Ao CB.Poder, Cristiane Derani, referência em direito ambiental e desenvolvimento sustentável, fala sobre papel do direito na regulamentação dos sistemas alimentares e o debate sobre mudanças climáticas

Cristiane Derani (E), professora da UFSC, em entrevista ao CB.Poder -  (crédito:  Marcelo Ferreira/CB/D.A Press)
Cristiane Derani (E), professora da UFSC, em entrevista ao CB.Poder - (crédito: Marcelo Ferreira/CB/D.A Press)

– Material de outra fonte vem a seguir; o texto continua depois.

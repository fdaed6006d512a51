//! Loader configuration
//!
//! Everything the tool needs at start-up lives in one [`LoaderConfig`] value:
//! OAuth credentials, endpoint locations, and the pacing knobs used by the
//! upload pipeline. A config is read from an optional TOML file and then
//! overlaid with environment variables, so secrets never have to be written
//! to disk.
//!
//! # Example
//!
//! ```toml
//! fixed_list_key = ""
//!
//! [credentials]
//! client_id = "1000.XXXX"
//! client_secret = "..."
//! refresh_token = "1000.xxxx.yyyy"
//!
//! [endpoints]
//! data_center = "eu"
//!
//! [upload]
//! batch_size = 10
//! bulk_delay_ms = 200
//! row_delay_ms = 50
//! rate_limit_retries = 5
//! ```

mod error;

use std::path::{Path, PathBuf};
use std::time::Duration;

use serde::{Deserialize, Serialize};

pub use error::{ConfigError, ConfigResult};

/// Default config file looked up in the working directory
pub const DEFAULT_CONFIG_FILE: &str = "campaign-loader.toml";

/// Largest batch the bulk-add endpoint accepts
pub const MAX_BATCH_SIZE: usize = 10;

/// Environment variable names
pub mod env {
    pub const CLIENT_ID: &str = "ZOHO_CLIENT_ID";
    pub const CLIENT_SECRET: &str = "ZOHO_CLIENT_SECRET";
    pub const REFRESH_TOKEN: &str = "ZOHO_REFRESH_TOKEN";
    pub const DATA_CENTER: &str = "ZOHO_DC";
    pub const FIXED_LIST_KEY: &str = "ZOHO_FIXED_LIST_KEY";
    pub const ACCOUNTS_URL: &str = "ZOHO_ACCOUNTS_URL";
    pub const CAMPAIGNS_URL: &str = "ZOHO_CAMPAIGNS_URL";
    pub const EMAIL_API_URL: &str = "ZOHO_EMAIL_API_URL";
}

/// Top-level configuration
#[derive(Debug, Clone, Default, Serialize, Deserialize)]
#[serde(default)]
pub struct LoaderConfig {
    /// OAuth client credentials
    pub credentials: Credentials,
    /// Provider endpoint locations
    pub endpoints: Endpoints,
    /// Pipeline pacing and retry settings
    pub upload: UploadSettings,
    /// Existing list to use without asking
    pub fixed_list_key: Option<String>,
}

impl LoaderConfig {
    /// Create a config with default settings and no credentials
    pub fn new() -> Self {
        Self::default()
    }

    /// Parse a config from TOML text
    pub fn from_toml_str(content: &str) -> ConfigResult<Self> {
        toml::from_str(content).map_err(|e| ConfigError::Parse(e.to_string()))
    }

    /// Read a config file
    pub fn from_file(path: &Path) -> ConfigResult<Self> {
        let content = std::fs::read_to_string(path).map_err(|e| ConfigError::Read {
            path: path.to_path_buf(),
            message: e.to_string(),
        })?;
        Self::from_toml_str(&content)
    }

    /// Load the config the way the CLI does
    ///
    /// An explicit path must exist. Without one, [`DEFAULT_CONFIG_FILE`] is
    /// used when present. Environment variables are applied last.
    pub fn load(path: Option<&Path>) -> ConfigResult<Self> {
        let mut config = match path {
            Some(path) => Self::from_file(path)?,
            None => {
                let default_path = PathBuf::from(DEFAULT_CONFIG_FILE);
                if default_path.exists() {
                    tracing::debug!(path = %default_path.display(), "Using default config file");
                    Self::from_file(&default_path)?
                } else {
                    Self::default()
                }
            }
        };
        config.apply_env(|key| std::env::var(key).ok());
        Ok(config)
    }

    /// Overlay values from an environment lookup
    ///
    /// Empty values are ignored so an exported-but-blank variable does not
    /// wipe a value from the file.
    pub fn apply_env<F>(&mut self, lookup: F)
    where
        F: Fn(&str) -> Option<String>,
    {
        let get = |key: &str| lookup(key).filter(|v| !v.trim().is_empty());

        if let Some(v) = get(env::CLIENT_ID) {
            self.credentials.client_id = v;
        }
        if let Some(v) = get(env::CLIENT_SECRET) {
            self.credentials.client_secret = v;
        }
        if let Some(v) = get(env::REFRESH_TOKEN) {
            self.credentials.refresh_token = v;
        }
        if let Some(v) = get(env::DATA_CENTER) {
            self.endpoints.data_center = v;
        }
        if let Some(v) = get(env::FIXED_LIST_KEY) {
            self.fixed_list_key = Some(v);
        }
        if let Some(v) = get(env::ACCOUNTS_URL) {
            self.endpoints.accounts_url = Some(v);
        }
        if let Some(v) = get(env::CAMPAIGNS_URL) {
            self.endpoints.campaigns_url = Some(v);
        }
        if let Some(v) = get(env::EMAIL_API_URL) {
            self.endpoints.email_api_url = Some(v);
        }
    }

    /// Set credentials
    pub fn with_credentials(mut self, credentials: Credentials) -> Self {
        self.credentials = credentials;
        self
    }

    /// Set endpoints
    pub fn with_endpoints(mut self, endpoints: Endpoints) -> Self {
        self.endpoints = endpoints;
        self
    }

    /// Set upload settings
    pub fn with_upload(mut self, upload: UploadSettings) -> Self {
        self.upload = upload;
        self
    }

    /// Set the fixed list key
    pub fn with_fixed_list_key(mut self, key: impl Into<String>) -> Self {
        self.fixed_list_key = Some(key.into());
        self
    }

    /// The fixed list key, if one is configured and non-blank
    pub fn fixed_list_key(&self) -> Option<&str> {
        self.fixed_list_key
            .as_deref()
            .map(str::trim)
            .filter(|k| !k.is_empty())
    }

    /// Validate everything needed to talk to the provider
    pub fn validate(&self) -> ConfigResult<()> {
        self.credentials.validate()?;
        self.upload.validate()?;
        if self.endpoints.data_center.trim().is_empty() {
            return Err(ConfigError::Invalid(
                "endpoints.data_center cannot be empty".to_string(),
            ));
        }
        Ok(())
    }
}

/// OAuth refresh-token credentials
///
/// `Debug` never prints the secret values.
#[derive(Clone, Default, Serialize, Deserialize)]
#[serde(default)]
pub struct Credentials {
    pub client_id: String,
    pub client_secret: String,
    pub refresh_token: String,
}

impl Credentials {
    pub fn new(
        client_id: impl Into<String>,
        client_secret: impl Into<String>,
        refresh_token: impl Into<String>,
    ) -> Self {
        Self {
            client_id: client_id.into(),
            client_secret: client_secret.into(),
            refresh_token: refresh_token.into(),
        }
    }

    /// Names of the credential fields that are blank
    pub fn missing(&self) -> Vec<&'static str> {
        let mut missing = Vec::new();
        if self.client_id.trim().is_empty() {
            missing.push(env::CLIENT_ID);
        }
        if self.client_secret.trim().is_empty() {
            missing.push(env::CLIENT_SECRET);
        }
        if self.refresh_token.trim().is_empty() {
            missing.push(env::REFRESH_TOKEN);
        }
        missing
    }

    pub fn validate(&self) -> ConfigResult<()> {
        let missing = self.missing();
        if missing.is_empty() {
            Ok(())
        } else {
            Err(ConfigError::MissingCredentials(
                missing.into_iter().map(String::from).collect(),
            ))
        }
    }
}

impl std::fmt::Debug for Credentials {
    fn fmt(&self, f: &mut std::fmt::Formatter<'_>) -> std::fmt::Result {
        f.debug_struct("Credentials")
            .field("client_id", &redact(&self.client_id))
            .field("client_secret", &redact(&self.client_secret))
            .field("refresh_token", &redact(&self.refresh_token))
            .finish()
    }
}

fn redact(value: &str) -> &'static str {
    if value.is_empty() { "<unset>" } else { "<redacted>" }
}

/// Provider endpoint locations
#[derive(Debug, Clone, Serialize, Deserialize)]
#[serde(default)]
pub struct Endpoints {
    /// Zoho data center suffix (com, eu, in, com.au, jp, ...)
    pub data_center: String,
    /// Override for the OAuth accounts server
    pub accounts_url: Option<String>,
    /// Override for the Campaigns v1.1 API base
    pub campaigns_url: Option<String>,
    /// Override for the Email API v2 base (templates)
    pub email_api_url: Option<String>,
    /// Scheme placed before the token in the Authorization header
    pub auth_scheme: String,
}

impl Default for Endpoints {
    fn default() -> Self {
        Self {
            data_center: "com".to_string(),
            accounts_url: None,
            campaigns_url: None,
            email_api_url: None,
            auth_scheme: "Zoho-oauthtoken".to_string(),
        }
    }
}

impl Endpoints {
    /// Endpoints for a data center
    pub fn for_data_center(dc: impl Into<String>) -> Self {
        Self {
            data_center: dc.into(),
            ..Default::default()
        }
    }

    /// Point every endpoint at one base URL (fake servers, proxies)
    pub fn with_base_url(mut self, base: &str) -> Self {
        let base = base.trim_end_matches('/');
        self.accounts_url = Some(base.to_string());
        self.campaigns_url = Some(format!("{}/api/v1.1", base));
        self.email_api_url = Some(format!("{}/emailapi/v2", base));
        self
    }

    fn dc(&self) -> &str {
        self.data_center.trim().trim_start_matches('.')
    }

    /// OAuth accounts server root
    pub fn accounts_base(&self) -> String {
        match &self.accounts_url {
            Some(url) => url.trim_end_matches('/').to_string(),
            None => format!("https://accounts.zoho.{}", self.dc()),
        }
    }

    /// Campaigns API v1.1 root
    pub fn campaigns_base(&self) -> String {
        match &self.campaigns_url {
            Some(url) => url.trim_end_matches('/').to_string(),
            None => format!("https://campaigns.zoho.{}/api/v1.1", self.dc()),
        }
    }

    /// Email API v2 root
    pub fn email_api_base(&self) -> String {
        match &self.email_api_url {
            Some(url) => url.trim_end_matches('/').to_string(),
            None => format!("https://campaigns.zoho.{}/emailapi/v2", self.dc()),
        }
    }

    /// Token exchange URL
    pub fn token_url(&self) -> String {
        format!("{}/oauth/v2/token", self.accounts_base())
    }
}

/// Pacing, batching and retry settings for uploads
#[derive(Debug, Clone, Serialize, Deserialize)]
#[serde(default)]
pub struct UploadSettings {
    /// Emails per bulk-add call (1..=10)
    pub batch_size: usize,
    /// Pause after each bulk-add call, in milliseconds
    pub bulk_delay_ms: u64,
    /// Pause after each contact upsert, in milliseconds
    pub row_delay_ms: u64,
    /// Retries after HTTP 429 before a batch gives up
    pub rate_limit_retries: u32,
    /// Timeout for reads and token exchange, in seconds
    pub read_timeout_secs: u64,
    /// Timeout for write calls, in seconds
    pub write_timeout_secs: u64,
}

impl Default for UploadSettings {
    fn default() -> Self {
        Self {
            batch_size: MAX_BATCH_SIZE,
            bulk_delay_ms: 200,
            row_delay_ms: 50,
            rate_limit_retries: 5,
            read_timeout_secs: 30,
            write_timeout_secs: 60,
        }
    }
}

impl UploadSettings {
    /// Settings with every pause set to zero
    pub fn without_delays() -> Self {
        Self {
            bulk_delay_ms: 0,
            row_delay_ms: 0,
            ..Default::default()
        }
    }

    /// Set the batch size
    pub fn with_batch_size(mut self, size: usize) -> Self {
        self.batch_size = size;
        self
    }

    /// Set the 429 retry ceiling
    pub fn with_rate_limit_retries(mut self, retries: u32) -> Self {
        self.rate_limit_retries = retries;
        self
    }

    pub fn bulk_delay(&self) -> Duration {
        Duration::from_millis(self.bulk_delay_ms)
    }

    pub fn row_delay(&self) -> Duration {
        Duration::from_millis(self.row_delay_ms)
    }

    pub fn read_timeout(&self) -> Duration {
        Duration::from_secs(self.read_timeout_secs)
    }

    pub fn write_timeout(&self) -> Duration {
        Duration::from_secs(self.write_timeout_secs)
    }

    pub fn validate(&self) -> ConfigResult<()> {
        if self.batch_size == 0 || self.batch_size > MAX_BATCH_SIZE {
            return Err(ConfigError::Invalid(format!(
                "upload.batch_size must be between 1 and {}, got {}",
                MAX_BATCH_SIZE, self.batch_size
            )));
        }
        if self.read_timeout_secs == 0 || self.write_timeout_secs == 0 {
            return Err(ConfigError::Invalid(
                "upload timeouts must be greater than zero".to_string(),
            ));
        }
        Ok(())
    }
}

A forma como o direito pode contribuir para mudanças na produção de alimentos a fim de torná-la mais sustentável e socialmente justa foi o tema discutido, nesta segunda-feira (27/10), no programa CB.Poder — parceria entre o Correio Braziliense e a TV Brasília. Às jornalistas Ana Maria Campos e Adriana Bernardes, Cristiane Derani, professora da Universidade Federal de Santa Catarina (UFSC), jurista com atuação internacional e referência em direito ambiental e desenvolvimento sustentável, falou sobre o assunto, que é tema de seu novo livro, Planeta à Mesa: Direito Ambiental Econômico e a transformação dos sistemas alimentares.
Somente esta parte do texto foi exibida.